◆ Required action ◆
Please copy each line from the entries that contains the string "DateTime".
• • • • • • •
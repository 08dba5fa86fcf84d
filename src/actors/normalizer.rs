use chrono::{DateTime, Utc};
use feed_rs::model::{Entry, Feed as ParsedFeed, FeedType};

use crate::domain::hash::compute_hash_base64;
use crate::domain::payload::{FeedPayload, StoryPayload, MAX_SUMMARY_LEN, MAX_TITLE_LEN};
use crate::domain::text::{html_to_text, shorten};
use crate::infrastructure::feed_reader::FeedResponse;

/// Fold parser output and the raw HTTP response into the canonical feed
/// payload. Timestamps from the future are untrusted and dropped, so the
/// state side fills them with its own clock.
pub fn build_feed_payload(
    parsed: ParsedFeed,
    response: &FeedResponse,
    now: DateTime<Utc>,
) -> FeedPayload {
    let title = parsed
        .title
        .as_ref()
        .map(|t| shorten(&t.content, MAX_TITLE_LEN))
        .filter(|t| !t.is_empty())
        // Title is required downstream; a nameless feed keeps its url
        .unwrap_or_else(|| response.final_url.clone());

    let link = feed_link(&parsed);
    let author = parsed
        .authors
        .first()
        .map(|a| shorten(&a.name, MAX_TITLE_LEN));
    let icon = parsed
        .icon
        .as_ref()
        .map(|i| i.uri.clone())
        .or_else(|| parsed.logo.as_ref().map(|l| l.uri.clone()));
    let description = parsed.description.as_ref().map(|d| d.content.clone());
    let dt_updated = clamp_future(parsed.updated.or(parsed.published), now);

    let storys = parsed
        .entries
        .into_iter()
        .filter_map(|entry| story_payload(entry, now))
        .collect();

    FeedPayload {
        url: response.final_url.clone(),
        title,
        content_hash_base64: compute_hash_base64(&[response.body.as_slice()]),
        link,
        author,
        icon,
        description,
        version: Some(version_of(parsed.feed_type).to_owned()),
        encoding: response.encoding.clone(),
        etag: response.etag.clone(),
        last_modified: response.last_modified.clone(),
        dt_updated,
        storys,
    }
}

/// The feed's website link. Some feeds put a non-url value there; fall
/// back to the author's href when that happens.
fn feed_link(parsed: &ParsedFeed) -> Option<String> {
    let link = parsed.links.first().map(|l| l.href.clone());
    match link {
        Some(link) if link.starts_with("http") => Some(link),
        other => parsed
            .authors
            .first()
            .and_then(|a| a.uri.clone())
            .or(other),
    }
}

fn story_payload(entry: Entry, now: DateTime<Utc>) -> Option<StoryPayload> {
    let link = entry.links.first().map(|l| l.href.clone());
    let unique_id = if entry.id.is_empty() {
        // Without an id or a link there is nothing to key the story on
        link.clone()?
    } else {
        entry.id.clone()
    };

    let content = entry
        .content
        .as_ref()
        .and_then(|c| c.body.clone())
        .or_else(|| entry.summary.as_ref().map(|s| s.content.clone()))
        .filter(|c| !c.is_empty());
    let summary_source = entry
        .summary
        .as_ref()
        .map(|s| s.content.clone())
        .or_else(|| content.clone())
        .unwrap_or_default();
    let summary = shorten(&html_to_text(&summary_source), MAX_SUMMARY_LEN);
    let title = entry
        .title
        .as_ref()
        .map(|t| shorten(&t.content, MAX_TITLE_LEN))
        .unwrap_or_default();

    let content_hash_base64 =
        compute_hash_base64(&[content.as_deref().unwrap_or(""), &summary, &title]);

    Some(StoryPayload {
        unique_id: shorten(&unique_id, MAX_TITLE_LEN),
        title,
        content_hash_base64,
        author: entry.authors.first().map(|a| shorten(&a.name, MAX_TITLE_LEN)),
        link,
        summary: Some(summary),
        content,
        dt_published: clamp_future(entry.published.or(entry.updated), now),
        dt_updated: clamp_future(entry.updated.or(entry.published), now),
    })
}

fn clamp_future(t: Option<DateTime<Utc>>, now: DateTime<Utc>) -> Option<DateTime<Utc>> {
    t.filter(|t| *t <= now)
}

fn version_of(feed_type: FeedType) -> &'static str {
    match feed_type {
        FeedType::Atom => "atom",
        FeedType::JSON => "json",
        FeedType::RSS0 => "rss09",
        FeedType::RSS1 => "rss10",
        FeedType::RSS2 => "rss20",
    }
}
• • • • • • •
◆ Task result ◆
use chrono::{DateTime, Utc};
    now: DateTime<Utc>,
fn story_payload(entry: Entry, now: DateTime<Utc>) -> Option<StoryPayload> {
fn clamp_future(t: Option<DateTime<Utc>>, now: DateTime<Utc>) -> Option<DateTime<Utc>> {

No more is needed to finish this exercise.